§ Work to be completed
Find and copy each line of the data that includes "label".

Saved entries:
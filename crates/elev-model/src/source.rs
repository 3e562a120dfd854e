use std::fmt;

use serde::{Deserialize, Serialize};

/// Where a fetched payload came from.
#[derive(Debug, Clone, Copy, PartialEq, Eq, Hash, Default, Serialize, Deserialize)]
#[serde(rename_all = "lowercase")]
pub enum DataSourceMode {
    /// Fresh data from the statistics API.
    #[default]
    Live,
    /// The API failed and a bundled snapshot was used.
    Fallback,
    /// The API failed and no snapshot exists; the payload is empty.
    Unavailable,
}

impl DataSourceMode {
    pub const fn label(self) -> &'static str {
        match self {
            Self::Live => "live",
            Self::Fallback => "fallback",
            Self::Unavailable => "unavailable",
        }
    }
}

impl fmt::Display for DataSourceMode {
    fn fmt(&self, f: &mut fmt::Formatter<'_>) -> fmt::Result {
        f.write_str(self.label())
    }
}

/// A payload tagged with the mode of the fetch that produced it.
#[derive(Debug, Clone, PartialEq, Serialize, Deserialize)]
pub struct Sourced<T> {
    pub mode: DataSourceMode,
    pub payload: T,
}

impl<T> Sourced<T> {
    pub fn live(payload: T) -> Self {
        Self {
            mode: DataSourceMode::Live,
            payload,
        }
    }

    pub fn fallback(payload: T) -> Self {
        Self {
            mode: DataSourceMode::Fallback,
            payload,
        }
    }

    pub fn unavailable(payload: T) -> Self {
        Self {
            mode: DataSourceMode::Unavailable,
            payload,
        }
    }

    pub fn map<U>(self, f: impl FnOnce(T) -> U) -> Sourced<U> {
        Sourced {
            mode: self.mode,
            payload: f(self.payload),
        }
    }

    pub fn into_payload(self) -> T {
        self.payload
    }
}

§ Result for this task
    pub const fn label(self) -> &'static str {
        f.write_str(self.label())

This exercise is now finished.